Um dos raros ditos populares com o qual concordo sem nenhuma restrição
é aquele que diz: "se conselho fosse bom, ninguém daria,
vendia". Por isto não pretendo com esse texto dar conselho algum,
nem muito menos negociá-lo, mesmo porque se decidisse vendê-lo
dificilmente encontraria alguém disposto a comprar e, além do
mais, seria um conselho que jamais eu próprio cumpriria, ou seja, estaria
seguindo à risca aquela admoestação que se costuma atirar
aos hipócritas: "faça o que eu digo, mas não faça
o que faço".
Chamarei, portanto dica - um dissilabozinho inocente, mas pelo qual sinto
uma aversão mórbida e nunca descobri por quê. Quem sabe
esteja associado lá no porão do meu inconsciente a alguém
chamado Dica por quem teria nutrido séria antipatia quando criança
e ainda não consegui insaitizar. Perdoem este escandaloso neologismo,
mas não encontrei nada que o substituísse. Mas vamos à
tal dica que nada mais é do que um mecanismo especialmente elaborado
para aquelas pessoas que desejam ser o alvo de todas as atenções,
pelo menos por um curto período de tempo. A minha dica para quem sente
essa necessidade consiste numa única palavra: suma.
Com efeito, faz parte intrínseca da natureza humana banalizar o corriqueiro,
aquilo que faz parte da rotina, o que se vê e com quem se convive constantemente.
Não é à toa que a moda dos casados morando separados está
pegando como fogo em gasolina. A maioria das pessoas que acabou de comprar um
automóvel novinho numa revendedora não tem exatamente um orgasmo
quando desfila com ele pelas ruas, mas a ejaculação fica perto
de se consumar. Um mês depois ainda o admira, cheira, não retira
os plásticos dos bancos, mas a excitação já diminuiu.
Quando leva o veículo para a primeira revisão já o faz
com enfado.

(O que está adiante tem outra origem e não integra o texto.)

#[cfg(test)]
mod tests {
    use super::*;
    use crate::frame::{read_frame, write_frame};
    use crate::session::{initiate, respond};
    use dmsg_crypto::generate_keypair;
    use tokio::io::{AsyncReadExt, AsyncWriteExt, DuplexStream};

    struct Harness {
        session: Arc<ClientSession>,
        ports: Arc<PortManager>,
        relay: DuplexStream,
        client_pk: PublicKey,
    }

    async fn harness(local_window: u32) -> Harness {
        let (client_pk, client_sk) = generate_keypair();
        let (relay_pk, relay_sk) = generate_keypair();
        let (mut client_io, mut relay) = tokio::io::duplex(1 << 20);

        let relay_side = tokio::spawn(async move {
            respond(&mut relay, &relay_sk).await.unwrap();
            relay
        });
        initiate(&mut client_io, &client_sk, relay_pk).await.unwrap();
        let relay = relay_side.await.unwrap();

        let ports = PortManager::new();
        let session = ClientSession::start(
            client_io,
            None,
            client_sk,
            relay_pk,
            ports.clone(),
            local_window,
            CancellationToken::new(),
        );
        Harness {
            session,
            ports,
            relay,
            client_pk,
        }
    }

    fn request_frame(id: u16, dst: Addr, timestamp: i64, sk: &SecretKey) -> Frame {
        let src = Addr::new(sk.public_key(), 49152);
        let req = StreamRequest::new(src, dst, timestamp, 1024);
        let obj = SignedObject::sign(&req, sk).unwrap();
        Frame::new(FrameType::Request, id, obj.into_bytes()).unwrap()
    }

    #[tokio::test]
    async fn test_inbound_request_accepted() {
        let mut h = harness(1024).await;
        let listener = h.ports.listen(Addr::new(h.client_pk, 7), 4).unwrap();
        let (_, dialer_sk) = generate_keypair();

        let req = request_frame(1, Addr::new(h.client_pk, 7), 1, &dialer_sk);
        write_frame(&mut h.relay, &req).await.unwrap();

        let accept = read_frame(&mut h.relay).await.unwrap();
        assert_eq!(accept.frame_type(), FrameType::Accept);
        assert_eq!(accept.stream_id(), 1);

        let mut stream = listener.accept().await.unwrap();
        assert_eq!(stream.remote_addr().pk, dialer_sk.public_key());
        assert_eq!(stream.server_pk(), h.session.remote_pk());

        write_frame(&mut h.relay, &Frame::fwd(1, b"ping").unwrap()).await.unwrap();
        let mut buf = [0u8; 4];
        stream.read_exact(&mut buf).await.unwrap();
        assert_eq!(&buf, b"ping");
        let ack = read_frame(&mut h.relay).await.unwrap();
        assert_eq!(ack.ack_offset().unwrap(), 4);
    }

    #[tokio::test]
    async fn test_tampered_request_rejected() {
        let mut h = harness(1024).await;
        let listener = h.ports.listen(Addr::new(h.client_pk, 7), 4).unwrap();
        let (_, dialer_sk) = generate_keypair();

        let req = request_frame(1, Addr::new(h.client_pk, 7), 1, &dialer_sk);
        let mut payload = req.into_payload();
        payload[0] ^= 0x55;
        let tampered = Frame::new(FrameType::Request, 1, payload).unwrap();
        write_frame(&mut h.relay, &tampered).await.unwrap();

        let close = read_frame(&mut h.relay).await.unwrap();
        assert_eq!(close.frame_type(), FrameType::Close);
        assert_eq!(
            close.close_code().unwrap(),
            HandshakeError::InvalidSignature.code()
        );
        assert_eq!(h.session.stream_count(), 0);
        let pending = tokio::time::timeout(Duration::from_millis(50), listener.accept()).await;
        assert!(pending.is_err());
    }

    #[tokio::test]
    async fn test_replayed_request_rejected() {
        let mut h = harness(1024).await;
        let _listener = h.ports.listen(Addr::new(h.client_pk, 7), 4).unwrap();
        let (_, dialer_sk) = generate_keypair();
        let dst = Addr::new(h.client_pk, 7);

        write_frame(&mut h.relay, &request_frame(1, dst, 100, &dialer_sk)).await.unwrap();
        assert_eq!(read_frame(&mut h.relay).await.unwrap().frame_type(), FrameType::Accept);

        for (id, ts) in [(3, 100), (5, 99)] {
            write_frame(&mut h.relay, &request_frame(id, dst, ts, &dialer_sk)).await.unwrap();
            let close = read_frame(&mut h.relay).await.unwrap();
            assert_eq!(close.frame_type(), FrameType::Close);
            assert_eq!(close.stream_id(), id);
            assert_eq!(
                close.close_code().unwrap(),
                HandshakeError::InvalidTimestamp.code()
            );
        }
        assert_eq!(h.session.stream_count(), 1);
    }

    #[tokio::test]
    async fn test_no_listener_and_full_queue() {
        let mut h = harness(1024).await;
        let (_, dialer_sk) = generate_keypair();

        write_frame(&mut h.relay, &request_frame(1, Addr::new(h.client_pk, 9), 1, &dialer_sk))
            .await
            .unwrap();
        let close = read_frame(&mut h.relay).await.unwrap();
        assert_eq!(close.close_code().unwrap(), HandshakeError::NoListener.code());

        let _listener = h.ports.listen(Addr::new(h.client_pk, 9), 1).unwrap();
        write_frame(&mut h.relay, &request_frame(3, Addr::new(h.client_pk, 9), 2, &dialer_sk))
            .await
            .unwrap();
        assert_eq!(read_frame(&mut h.relay).await.unwrap().frame_type(), FrameType::Accept);
        write_frame(&mut h.relay, &request_frame(5, Addr::new(h.client_pk, 9), 3, &dialer_sk))
            .await
            .unwrap();
        let close = read_frame(&mut h.relay).await.unwrap();
        assert_eq!(close.close_code().unwrap(), Error::AcceptChanMaxed.code());
    }

    #[tokio::test]
    async fn test_unknown_stream_tears_down_session() {
        let mut h = harness(1024).await;
        write_frame(&mut h.relay, &Frame::fwd(42, b"junk").unwrap()).await.unwrap();
        h.session.common().closed().await;
        assert!(h.session.is_closed());
        let mut rest = Vec::new();
        let _ = h.relay.read_to_end(&mut rest).await;
    }

    #[tokio::test]
    async fn test_window_overrun_tears_down_session() {
        let mut h = harness(8).await;
        let listener = h.ports.listen(Addr::new(h.client_pk, 7), 4).unwrap();
        let (_, dialer_sk) = generate_keypair();
        write_frame(&mut h.relay, &request_frame(1, Addr::new(h.client_pk, 7), 1, &dialer_sk))
            .await
            .unwrap();
        read_frame(&mut h.relay).await.unwrap();
        let mut stream = listener.accept().await.unwrap();

        write_frame(&mut h.relay, &Frame::fwd(1, &[0u8; 9]).unwrap()).await.unwrap();
        let mut buf = [0u8; 1];
        let err = stream.read(&mut buf).await.unwrap_err();
        assert_eq!(err.kind(), std::io::ErrorKind::BrokenPipe);
    }

    #[tokio::test]
    async fn test_dial_accepted_and_rejected() {
        let h = harness(1024).await;
        let Harness {
            session, mut relay, ..
        } = h;
        let (dst_pk, dst_sk) = generate_keypair();

        let dialer = {
            let session = session.clone();
            tokio::spawn(async move {
                session
                    .dial(Addr::new(dst_pk, 7), Duration::from_secs(5))
                    .await
            })
        };
        let req = read_frame(&mut relay).await.unwrap();
        assert_eq!(req.frame_type(), FrameType::Request);
        assert_eq!(req.stream_id() % 2, 0);
        let req_obj = SignedObject::from_bytes(req.payload().to_vec()).unwrap();
        let resp = StreamResponse::new(req_obj.hash(), 1, 512);
        let resp = SignedObject::sign(&resp, &dst_sk).unwrap();
        write_frame(
            &mut relay,
            &Frame::new(FrameType::Accept, req.stream_id(), resp.into_bytes()).unwrap(),
        )
        .await
        .unwrap();
        let mut stream = dialer.await.unwrap().unwrap();
        assert_eq!(stream.server_pk(), session.remote_pk());
        let open = session.streams();
        assert_eq!(open.len(), 1);
        assert_eq!(open[0].remote, Addr::new(dst_pk, 7));
        assert_eq!(open[0].server_pk, session.remote_pk());
        stream.write_all(b"hi").await.unwrap();
        assert_eq!(read_frame(&mut relay).await.unwrap().payload(), b"hi");

        let dialer = {
            let session = session.clone();
            tokio::spawn(async move {
                session
                    .dial(Addr::new(dst_pk, 8), Duration::from_secs(5))
                    .await
            })
        };
        let req = read_frame(&mut relay).await.unwrap();
        write_frame(
            &mut relay,
            &Frame::close(req.stream_id(), HandshakeError::NoListener.code()),
        )
        .await
        .unwrap();
        assert!(matches!(
            dialer.await.unwrap(),
            Err(Error::Handshake(HandshakeError::NoListener))
        ));
        assert_eq!(session.stream_count(), 1);
        assert_eq!(session.streams().len(), 1);
    }

    #[tokio::test]
    async fn test_dial_timeout_discards_late_accept() {
        let Harness {
            session, mut relay, ..
        } = harness(1024).await;
        let (dst_pk, dst_sk) = generate_keypair();

        let err = session
            .dial(Addr::new(dst_pk, 7), Duration::from_millis(20))
            .await
            .unwrap_err();
        assert!(matches!(err, Error::Timeout));

        let req = read_frame(&mut relay).await.unwrap();
        let close = read_frame(&mut relay).await.unwrap();
        assert_eq!(close.frame_type(), FrameType::Close);
        assert_eq!(close.stream_id(), req.stream_id());

        let req_obj = SignedObject::from_bytes(req.payload().to_vec()).unwrap();
        let resp = SignedObject::sign(&StreamResponse::new(req_obj.hash(), 1, 512), &dst_sk).unwrap();
        write_frame(
            &mut relay,
            &Frame::new(FrameType::Accept, req.stream_id(), resp.into_bytes()).unwrap(),
        )
        .await
        .unwrap();
        write_frame(&mut relay, &Frame::close(req.stream_id(), ErrorCode::NORMAL))
            .await
            .unwrap();
        relay.flush().await.unwrap();

        tokio::time::sleep(Duration::from_millis(20)).await;
        assert!(!session.is_closed());
        assert_eq!(session.stream_count(), 0);
    }
}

Contudo, quando já faz cinco anos que o retirou da loja,
mas o deixou de lado durante, digamos, um mês por motivo de viagem, ou
um outro qualquer, toda aquela excitação do dia da compra retorna
com igual intensidade.
Será que existe alguém que pensa que aquele sucesso todo do Rei
Roberto Carlos se deve exclusivamente à qualidade inegável das
suas canções? Dê logo um desconto de pelo menos cinqüenta
por cento. Bastaria que ele aparecesse cantando "Detalhes", "Cavalgada",
"Emoções" ou outra obra prima qualquer do seu repertório,
não diria nem todos os dias, mas semanalmente; depois de uns três
a quatro meses, no máximo, ninguém mais toleraria assistir.
Só há, do meu ponto de vista, um hábito que nunca cansa
- é o da leitura. Quem lê alguém como Machado, Eça,
Clarice, Guimarães Rosa, Cecília Meireles e outros do mesmo quilate,
é capaz de repetir a leitura todos os dias sem sentir o mais leve enfado,
pelo contrário, o hábito se torna um vício. Ou virtude,
como queiram. Há pessoas, como quem está escrevendo este texto,
que simplesmente não consegue dormir se deixar de ler pelo menos duas
ou três páginas - já lidas, relidas e multilidas
- de alguns dos seus autores prediletos. Com a música erudita e as outras
artes, de um modo geral, sucede algo parecido, mas não chega a ser igual.
Isto é, a leitura "vicia" mais. Além disto, é
o único vício do qual se sai sempre impunemente.
De qualquer modo, gostaria de finalizar texto reiterando o seu propósito:
se alguém tem motivos para querer ser aplaudido, abraçado, beijado,
paparicado, bajulado, badalado -, suma pelo menos durante um mês. Dou
a minha palavra e empenharia a minha reputação, se a tivesse,
que teria pelo menos os seus dois ou três dias de glória.